Task brief: In this material, which lines include the string "candidates"? Show them.

Listed entries:
══════════
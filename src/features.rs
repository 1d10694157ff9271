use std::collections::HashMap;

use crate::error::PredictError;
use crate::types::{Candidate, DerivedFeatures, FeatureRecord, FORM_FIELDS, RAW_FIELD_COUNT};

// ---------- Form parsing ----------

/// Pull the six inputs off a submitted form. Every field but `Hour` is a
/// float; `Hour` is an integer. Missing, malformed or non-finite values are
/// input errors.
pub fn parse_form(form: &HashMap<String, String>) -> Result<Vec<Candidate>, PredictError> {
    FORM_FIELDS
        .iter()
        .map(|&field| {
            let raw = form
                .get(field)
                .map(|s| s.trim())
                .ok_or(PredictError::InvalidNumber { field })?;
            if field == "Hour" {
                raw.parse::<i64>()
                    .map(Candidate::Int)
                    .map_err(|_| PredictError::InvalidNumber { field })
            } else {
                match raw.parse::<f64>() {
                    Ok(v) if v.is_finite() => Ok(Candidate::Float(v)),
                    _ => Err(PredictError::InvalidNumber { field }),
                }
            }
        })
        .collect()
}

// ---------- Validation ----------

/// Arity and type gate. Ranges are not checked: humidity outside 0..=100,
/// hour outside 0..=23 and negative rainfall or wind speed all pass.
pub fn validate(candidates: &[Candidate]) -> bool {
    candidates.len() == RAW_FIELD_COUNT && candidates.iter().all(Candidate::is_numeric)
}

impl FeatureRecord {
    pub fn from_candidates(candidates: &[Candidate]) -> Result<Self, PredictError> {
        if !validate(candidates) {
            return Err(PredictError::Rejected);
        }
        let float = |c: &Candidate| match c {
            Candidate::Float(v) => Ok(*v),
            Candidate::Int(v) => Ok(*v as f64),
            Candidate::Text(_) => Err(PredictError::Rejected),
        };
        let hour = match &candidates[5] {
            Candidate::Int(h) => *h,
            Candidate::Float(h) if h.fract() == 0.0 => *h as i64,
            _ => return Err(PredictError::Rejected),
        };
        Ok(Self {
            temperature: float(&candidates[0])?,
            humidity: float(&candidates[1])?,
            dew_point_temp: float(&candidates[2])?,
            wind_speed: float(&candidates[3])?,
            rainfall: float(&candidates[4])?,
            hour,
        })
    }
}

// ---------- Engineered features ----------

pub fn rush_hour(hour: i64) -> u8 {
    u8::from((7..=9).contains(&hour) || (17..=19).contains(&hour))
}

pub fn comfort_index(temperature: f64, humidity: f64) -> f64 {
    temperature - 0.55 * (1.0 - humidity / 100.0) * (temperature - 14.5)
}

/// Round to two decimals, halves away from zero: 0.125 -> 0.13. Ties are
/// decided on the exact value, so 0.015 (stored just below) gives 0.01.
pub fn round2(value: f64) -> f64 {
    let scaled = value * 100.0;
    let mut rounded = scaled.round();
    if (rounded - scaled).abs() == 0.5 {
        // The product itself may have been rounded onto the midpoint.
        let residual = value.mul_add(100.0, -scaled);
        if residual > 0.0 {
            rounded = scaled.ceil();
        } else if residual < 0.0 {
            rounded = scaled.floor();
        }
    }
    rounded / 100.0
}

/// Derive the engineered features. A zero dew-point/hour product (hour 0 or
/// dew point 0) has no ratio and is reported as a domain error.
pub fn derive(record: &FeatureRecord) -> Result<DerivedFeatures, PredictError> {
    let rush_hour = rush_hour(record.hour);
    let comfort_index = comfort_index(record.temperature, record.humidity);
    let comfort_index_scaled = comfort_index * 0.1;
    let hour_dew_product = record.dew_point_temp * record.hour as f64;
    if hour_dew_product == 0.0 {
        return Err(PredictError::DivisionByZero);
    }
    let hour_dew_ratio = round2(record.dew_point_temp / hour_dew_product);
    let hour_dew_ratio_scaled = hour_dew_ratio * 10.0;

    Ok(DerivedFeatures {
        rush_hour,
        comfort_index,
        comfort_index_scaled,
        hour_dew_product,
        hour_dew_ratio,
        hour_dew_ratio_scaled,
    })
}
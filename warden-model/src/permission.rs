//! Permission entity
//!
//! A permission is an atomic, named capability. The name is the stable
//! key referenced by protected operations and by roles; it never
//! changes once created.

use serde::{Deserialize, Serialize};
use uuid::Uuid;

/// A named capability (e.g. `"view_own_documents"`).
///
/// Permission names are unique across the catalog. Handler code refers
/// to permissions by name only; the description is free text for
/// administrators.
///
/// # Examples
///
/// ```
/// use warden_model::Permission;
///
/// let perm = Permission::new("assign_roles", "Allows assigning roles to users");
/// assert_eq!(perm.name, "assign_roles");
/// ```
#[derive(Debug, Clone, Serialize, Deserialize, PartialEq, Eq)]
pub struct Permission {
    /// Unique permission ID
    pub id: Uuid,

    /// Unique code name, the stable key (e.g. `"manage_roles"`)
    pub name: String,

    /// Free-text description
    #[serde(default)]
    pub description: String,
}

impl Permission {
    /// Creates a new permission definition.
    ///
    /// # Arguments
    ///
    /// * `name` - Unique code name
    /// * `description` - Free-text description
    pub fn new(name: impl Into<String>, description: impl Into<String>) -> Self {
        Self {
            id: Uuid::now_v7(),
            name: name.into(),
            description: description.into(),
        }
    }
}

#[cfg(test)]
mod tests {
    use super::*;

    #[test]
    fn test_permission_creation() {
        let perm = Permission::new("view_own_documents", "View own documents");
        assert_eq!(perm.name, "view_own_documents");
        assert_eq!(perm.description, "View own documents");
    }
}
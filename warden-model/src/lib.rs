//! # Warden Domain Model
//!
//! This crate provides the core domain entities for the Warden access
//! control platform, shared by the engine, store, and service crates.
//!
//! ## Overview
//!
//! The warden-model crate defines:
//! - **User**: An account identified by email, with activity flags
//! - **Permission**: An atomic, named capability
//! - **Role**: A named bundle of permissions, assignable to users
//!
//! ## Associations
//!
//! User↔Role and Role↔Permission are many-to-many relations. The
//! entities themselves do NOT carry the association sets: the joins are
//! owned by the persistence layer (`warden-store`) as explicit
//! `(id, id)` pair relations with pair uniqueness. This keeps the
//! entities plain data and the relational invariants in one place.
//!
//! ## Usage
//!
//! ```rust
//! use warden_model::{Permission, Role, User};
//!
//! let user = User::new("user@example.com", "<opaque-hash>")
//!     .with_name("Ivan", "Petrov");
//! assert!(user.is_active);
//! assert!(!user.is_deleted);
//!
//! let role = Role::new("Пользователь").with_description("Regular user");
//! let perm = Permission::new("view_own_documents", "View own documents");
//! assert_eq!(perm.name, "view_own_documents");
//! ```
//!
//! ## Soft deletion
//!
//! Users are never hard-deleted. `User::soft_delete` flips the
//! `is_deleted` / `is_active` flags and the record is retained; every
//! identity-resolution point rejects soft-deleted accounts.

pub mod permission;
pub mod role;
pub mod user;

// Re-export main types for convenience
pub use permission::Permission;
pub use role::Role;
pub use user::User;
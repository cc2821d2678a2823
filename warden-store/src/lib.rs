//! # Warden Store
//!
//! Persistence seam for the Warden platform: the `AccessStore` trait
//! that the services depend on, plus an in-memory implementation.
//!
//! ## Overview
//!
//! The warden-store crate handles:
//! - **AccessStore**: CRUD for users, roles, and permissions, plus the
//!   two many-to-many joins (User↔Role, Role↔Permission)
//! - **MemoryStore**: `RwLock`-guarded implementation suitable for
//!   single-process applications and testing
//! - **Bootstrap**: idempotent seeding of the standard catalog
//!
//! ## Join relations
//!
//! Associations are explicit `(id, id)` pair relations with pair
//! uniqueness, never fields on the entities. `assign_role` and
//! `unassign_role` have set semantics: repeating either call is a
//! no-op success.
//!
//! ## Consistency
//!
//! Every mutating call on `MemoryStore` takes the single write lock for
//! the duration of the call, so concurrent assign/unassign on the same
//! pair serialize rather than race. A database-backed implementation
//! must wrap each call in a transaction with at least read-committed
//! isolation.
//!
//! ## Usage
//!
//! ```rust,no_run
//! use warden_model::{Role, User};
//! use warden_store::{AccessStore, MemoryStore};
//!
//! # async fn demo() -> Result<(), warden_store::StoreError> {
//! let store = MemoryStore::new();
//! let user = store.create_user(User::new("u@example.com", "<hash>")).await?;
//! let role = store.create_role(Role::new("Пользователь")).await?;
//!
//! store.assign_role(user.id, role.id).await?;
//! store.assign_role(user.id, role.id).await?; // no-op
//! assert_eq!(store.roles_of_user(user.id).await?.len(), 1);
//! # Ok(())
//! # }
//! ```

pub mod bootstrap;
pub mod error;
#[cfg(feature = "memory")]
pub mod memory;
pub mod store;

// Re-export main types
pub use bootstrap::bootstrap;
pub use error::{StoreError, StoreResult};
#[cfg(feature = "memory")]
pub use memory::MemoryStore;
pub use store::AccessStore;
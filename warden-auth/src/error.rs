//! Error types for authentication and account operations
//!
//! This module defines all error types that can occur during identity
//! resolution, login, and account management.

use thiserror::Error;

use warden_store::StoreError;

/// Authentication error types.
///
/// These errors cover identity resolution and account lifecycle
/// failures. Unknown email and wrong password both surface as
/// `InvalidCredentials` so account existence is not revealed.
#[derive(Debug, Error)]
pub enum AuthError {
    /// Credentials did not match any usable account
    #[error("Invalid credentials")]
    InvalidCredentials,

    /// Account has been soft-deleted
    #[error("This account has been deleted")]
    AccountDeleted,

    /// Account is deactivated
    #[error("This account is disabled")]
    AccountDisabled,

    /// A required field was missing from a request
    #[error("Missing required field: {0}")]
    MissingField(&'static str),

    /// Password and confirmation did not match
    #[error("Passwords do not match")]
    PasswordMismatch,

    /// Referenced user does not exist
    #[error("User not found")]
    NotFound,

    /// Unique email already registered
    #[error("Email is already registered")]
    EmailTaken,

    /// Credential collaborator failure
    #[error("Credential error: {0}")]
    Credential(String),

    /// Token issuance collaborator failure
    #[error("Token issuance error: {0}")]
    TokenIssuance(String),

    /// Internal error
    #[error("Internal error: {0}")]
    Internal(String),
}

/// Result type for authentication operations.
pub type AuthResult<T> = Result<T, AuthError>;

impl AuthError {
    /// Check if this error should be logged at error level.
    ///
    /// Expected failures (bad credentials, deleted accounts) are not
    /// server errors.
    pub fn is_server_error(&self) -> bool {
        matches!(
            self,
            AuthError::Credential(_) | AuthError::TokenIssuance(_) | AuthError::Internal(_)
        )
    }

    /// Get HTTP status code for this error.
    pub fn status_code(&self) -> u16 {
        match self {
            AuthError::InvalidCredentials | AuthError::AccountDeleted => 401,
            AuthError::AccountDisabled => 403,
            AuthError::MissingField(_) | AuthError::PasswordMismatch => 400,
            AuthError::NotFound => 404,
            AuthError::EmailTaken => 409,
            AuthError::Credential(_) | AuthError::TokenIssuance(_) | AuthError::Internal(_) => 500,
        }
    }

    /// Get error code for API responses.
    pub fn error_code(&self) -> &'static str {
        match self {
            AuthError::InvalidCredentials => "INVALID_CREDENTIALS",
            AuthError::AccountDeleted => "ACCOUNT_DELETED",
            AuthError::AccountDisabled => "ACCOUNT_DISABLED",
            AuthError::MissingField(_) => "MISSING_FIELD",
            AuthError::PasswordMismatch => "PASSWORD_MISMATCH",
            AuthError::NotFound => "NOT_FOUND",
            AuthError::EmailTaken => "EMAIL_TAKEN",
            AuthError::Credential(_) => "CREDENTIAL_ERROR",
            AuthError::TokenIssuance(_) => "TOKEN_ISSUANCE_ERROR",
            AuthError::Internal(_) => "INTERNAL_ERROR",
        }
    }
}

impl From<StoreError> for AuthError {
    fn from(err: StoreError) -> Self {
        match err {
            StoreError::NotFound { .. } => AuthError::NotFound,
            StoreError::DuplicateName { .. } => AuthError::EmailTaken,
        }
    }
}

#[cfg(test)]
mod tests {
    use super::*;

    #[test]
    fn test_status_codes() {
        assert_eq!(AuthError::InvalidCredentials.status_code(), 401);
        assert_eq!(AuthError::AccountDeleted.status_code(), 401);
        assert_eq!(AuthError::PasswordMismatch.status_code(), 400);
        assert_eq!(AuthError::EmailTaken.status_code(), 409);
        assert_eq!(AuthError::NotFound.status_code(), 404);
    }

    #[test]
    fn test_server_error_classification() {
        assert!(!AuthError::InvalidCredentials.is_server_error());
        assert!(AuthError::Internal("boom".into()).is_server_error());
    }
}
══════════
Solution for this exercise:
pub fn validate(candidates: &[Candidate]) -> bool {
    candidates.len() == RAW_FIELD_COUNT && candidates.iter().all(Candidate::is_numeric)
    pub fn from_candidates(candidates: &[Candidate]) -> Result<Self, PredictError> {
        if !validate(candidates) {
        let hour = match &candidates[5] {
            temperature: float(&candidates[0])?,
            humidity: float(&candidates[1])?,
            dew_point_temp: float(&candidates[2])?,
            wind_speed: float(&candidates[3])?,
            rainfall: float(&candidates[4])?,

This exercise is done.